Open GrahLnn opened 2 days ago
Hey,
the longform logic is something we will work on next since the transformers implementation is not ideal for our model.
However, hopefully for a quick fix you can try to install our custom fork and see if this fixes your problem:
pip install git+https://github.com/nyrahealth/transformers.git@crisper_whisper
If this does not do it let me know and we look into it further together.
Best,
Laurin
Thank you for your help, now there is a new error.
Traceback (most recent call last):
File "C:\Users\grahl\criwhisper\test.py", line 76, in <module>
res = transcribe_audio(
^^^^^^^^^^^^^^^^^
File "C:\Users\grahl\criwhisper\test.py", line 71, in transcribe_audio
result = pipe(file_path)
^^^^^^^^^^^^^^^
File "C:\Users\grahl\criwhisper\.venv\Lib\site-packages\transformers\pipelines\automatic_speech_recognition.py", line 292, in __call__
return super().__call__(inputs, **kwargs)

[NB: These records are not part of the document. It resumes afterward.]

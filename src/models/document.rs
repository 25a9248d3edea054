use chrono::{DateTime, Timelike, Utc};
use serde::{Deserialize, Serialize};
use std::collections::BTreeMap;

/// Unique document identifier, caller-assigned or generated
pub type DocumentId = String;

/// RFC3339 in UTC with the fraction trimmed of trailing zeros (`.1Z`, not `.100Z`)
pub fn rfc3339_nano(dt: &DateTime<Utc>) -> String {
    let mut out = dt.format("%Y-%m-%dT%H:%M:%S").to_string();
    // Leap-second instants carry nanos >= 1e9; only the sub-second part is rendered
    let nanos = dt.nanosecond() % 1_000_000_000;
    if nanos > 0 {
        let digits = format!("{:09}", nanos);
        out.push('.');
        out.push_str(digits.trim_end_matches('0'));
    }
    out.push('Z');
    out
}

/// Kind of an indexed field, fixed at indexing time
#[derive(Clone, Copy, Debug, PartialEq, Eq, PartialOrd, Ord, Hash, Serialize, Deserialize)]
pub enum FieldKind {
    Text,
    Number,
    DateTime,
}

/// Typed value of a flattened field
#[derive(Clone, Debug, PartialEq)]
pub enum FieldValue {
    Text(String),
    Number(serde_json::Number),
    DateTime(DateTime<Utc>),
}

impl FieldValue {
    pub fn kind(&self) -> FieldKind {
        match self {
            FieldValue::Text(_) => FieldKind::Text,
            FieldValue::Number(_) => FieldKind::Number,
            FieldValue::DateTime(_) => FieldKind::DateTime,
        }
    }
}

/// A named, typed value produced by flattening a document
#[derive(Clone, Debug, PartialEq)]
pub struct Field {
    pub name: String,
    pub value: FieldValue,
}

impl Field {
    pub fn new(name: impl Into<String>, value: FieldValue) -> Self {
        Self {
            name: name.into(),
            value,
        }
    }

    pub fn text(name: impl Into<String>, text: impl Into<String>) -> Self {
        Self::new(name, FieldValue::Text(text.into()))
    }

    pub fn kind(&self) -> FieldKind {
        self.value.kind()
    }

    /// Encode for the stored field archive.
    ///
    /// Numbers keep their JSON literal, date-times become nanoseconds since
    /// the Unix epoch.
    pub fn to_stored(&self) -> StoredField {
        let encoded = match &self.value {
            FieldValue::Text(s) => s.clone(),
            FieldValue::Number(n) => n.to_string(),
            FieldValue::DateTime(dt) => dt.timestamp_nanos_opt().unwrap_or_default().to_string(),
        };
        StoredField {
            name: self.name.clone(),
            kind: self.kind(),
            encoded,
        }
    }

    /// Term under which a non-text field is posted
    pub fn literal_term(&self) -> String {
        match &self.value {
            FieldValue::Text(s) => s.clone(),
            FieldValue::Number(n) => n.to_string(),
            FieldValue::DateTime(dt) => rfc3339_nano(dt),
        }
    }
}

/// Archived copy of one field occurrence
#[derive(Clone, Debug, PartialEq, Eq, Serialize, Deserialize)]
pub struct StoredField {
    pub name: String,
    pub kind: FieldKind,
    pub encoded: String,
}

impl StoredField {
    /// Decode back into a typed field; `None` when the encoding is malformed
    pub fn decode(&self) -> Option<Field> {
        let value = match self.kind {
            FieldKind::Text => FieldValue::Text(self.encoded.clone()),
            FieldKind::Number => {
                FieldValue::Number(serde_json::from_str::<serde_json::Number>(&self.encoded).ok()?)
            }
            FieldKind::DateTime => {
                let nanos: i64 = self.encoded.parse().ok()?;
                FieldValue::DateTime(DateTime::from_timestamp_nanos(nanos))
            }
        };
        Some(Field::new(self.name.clone(), value))
    }
}

/// Per-document statistics recorded in a posting
#[derive(Clone, Copy, Debug, PartialEq, Eq, Serialize, Deserialize)]
pub struct Posting {
    pub term_frequency: u32,
    /// Token count of the field in this document, for length normalization
    pub field_length: u32,
}

/// Documents containing a term within one (field, kind) instance
#[derive(Clone, Debug, Serialize, Deserialize)]
pub struct PostingList {
    pub field: String,
    pub kind: FieldKind,
    pub postings: BTreeMap<DocumentId, Posting>,
}

impl PostingList {
    pub fn new(field: impl Into<String>, kind: FieldKind) -> Self {
        Self {
            field: field.into(),
            kind,
            postings: BTreeMap::new(),
        }
    }

    /// Add a document to this posting list with its term frequency
    pub fn add_document(&mut self, doc_id: &str, posting: Posting) {
        self.postings.insert(doc_id.to_string(), posting);
    }

    /// Remove a document from this posting list
    pub fn remove_document(&mut self, doc_id: &str) {
        self.postings.remove(doc_id);
    }

    pub fn is_empty(&self) -> bool {
        self.postings.is_empty()
    }

    /// Number of documents containing this term in this field
    pub fn document_frequency(&self) -> usize {
        self.postings.len()
    }
}

/// Everything posted under one term, across fields
#[derive(Clone, Debug, Serialize, Deserialize)]
pub struct TermPostings {
    pub term: String,
    pub lists: Vec<PostingList>,
}

impl TermPostings {
    pub fn new(term: impl Into<String>) -> Self {
        Self {
            term: term.into(),
            lists: Vec::new(),
        }
    }

    pub fn list_mut(&mut self, field: &str, kind: FieldKind) -> &mut PostingList {
        let pos = match self
            .lists
            .iter()
            .position(|l| l.field == field && l.kind == kind)
        {
            Some(pos) => pos,
            None => {
                self.lists.push(PostingList::new(field, kind));
                self.lists.len() - 1
            }
        };
        &mut self.lists[pos]
    }

    pub fn remove_document(&mut self, field: &str, kind: FieldKind, doc_id: &str) {
        for list in self
            .lists
            .iter_mut()
            .filter(|l| l.field == field && l.kind == kind)
        {
            list.remove_document(doc_id);
        }
        self.lists.retain(|l| !l.is_empty());
    }

    pub fn is_empty(&self) -> bool {
        self.lists.iter().all(|l| l.is_empty())
    }

    pub fn text_lists(&self) -> impl Iterator<Item = &PostingList> {
        self.lists.iter().filter(|l| l.kind == FieldKind::Text)
    }
}

/// Reconstructed document as returned to clients
#[derive(Clone, Debug, PartialEq, Serialize, Deserialize)]
pub struct DocumentView {
    pub id: DocumentId,
    pub fields: serde_json::Map<String, serde_json::Value>,
}
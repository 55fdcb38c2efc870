//! Port traits implemented by infrastructure crates.
//!
//! The driver only sees these traits; `local-store` supplies the filesystem
//! implementations and tests supply in-memory ones.

use chrono::{DateTime, NaiveDate, Utc};

use crate::{
    Issue, IssueIndex, MilestoneIndex, MilestonePlan, NewIssue, PlanningError, RepositoryId, Story,
};

/// Source of the current time.
///
/// Issue numbers and default start dates are derived from the clock, so tests
/// inject a fixed one.
pub trait Clock {
    /// Current instant.
    fn now(&self) -> DateTime<Utc>;
}

/// The real wall clock.
#[derive(Debug, Clone, Copy, Default)]
pub struct SystemClock;

impl Clock for SystemClock {
    fn now(&self) -> DateTime<Utc> {
        Utc::now()
    }
}

/// Persistent storage for milestones, issues, and the run-level indexes.
pub trait PlanningStore {
    /// Ensures the storage layout exists. Safe to call on every run.
    fn initialize(&self) -> Result<(), PlanningError>;

    /// Creates one milestone per sprint name, numbered from 1 in list order.
    ///
    /// `start_date` defaults to today. Every call produces fresh numbers
    /// starting at 1; there is no check against previously stored milestones.
    fn create_milestones(
        &self,
        repository: &RepositoryId,
        sprint_names: &[String],
        start_date: Option<NaiveDate>,
    ) -> Result<MilestonePlan, PlanningError>;

    /// Creates and persists a single issue.
    fn create_issue(&self, request: NewIssue<'_>) -> Result<Issue, PlanningError>;

    /// Writes the milestone index for the current run.
    fn write_milestone_index(&self, index: &MilestoneIndex) -> Result<(), PlanningError>;

    /// Writes the issue summary index for the current run.
    fn write_issue_index(&self, index: &IssueIndex) -> Result<(), PlanningError>;
}

/// A batch of stories to plan.
pub trait StorySource {
    /// Loads every story in input order.
    fn load_stories(&self) -> Result<Vec<Story>, PlanningError>;
}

^^^^^^^^^^^^^^^^^^^^^^^^^^^^^^^^^^
File "C:\Users\grahl\criwhisper\.venv\Lib\site-packages\transformers\pipelines\base.py", line 1154, in __call__
return next(
^^^^^
File "C:\Users\grahl\criwhisper\.venv\Lib\site-packages\transformers\pipelines\pt_utils.py", line 124, in __next__
item = next(self.iterator)
^^^^^^^^^^^^^^^^^^^
File "C:\Users\grahl\criwhisper\.venv\Lib\site-packages\transformers\pipelines\pt_utils.py", line 266, in __next__
processed = self.infer(next(self.iterator), **self.params)
^^^^^^^^^^^^^^^^^^^^^^^^^^^^^^^^^^^^^^^^^^^^^^
File "C:\Users\grahl\criwhisper\.venv\Lib\site-packages\transformers\pipelines\base.py", line 1068, in forward
model_outputs = self._forward(model_inputs, **forward_params)
^^^^^^^^^^^^^^^^^^^^^^^^^^^^^^^^^^^^^^^^^^^^^
File "C:\Users\grahl\criwhisper\.venv\Lib\site-packages\transformers\pipelines\automatic_speech_recognition.py", line 507, in _forward
tokens = self.model.generate(
^^^^^^^^^^^^^^^^^^^^
File "C:\Users\grahl\criwhisper\.venv\Lib\site-packages\transformers\models\whisper\generation_whisper.py", line 624, in generate
outputs["token_timestamps"] = self._extract_token_timestamps(
^^^^^^^^^^^^^^^^^^^^^^^^^^^^^^^
File "C:\Users\grahl\criwhisper\.venv\Lib\site-packages\transformers\models\whisper\generation_whisper.py", line 316, in _extract_token_timestamps
timestamps[batch_idx, 1:] = torch.tensor(jump_times)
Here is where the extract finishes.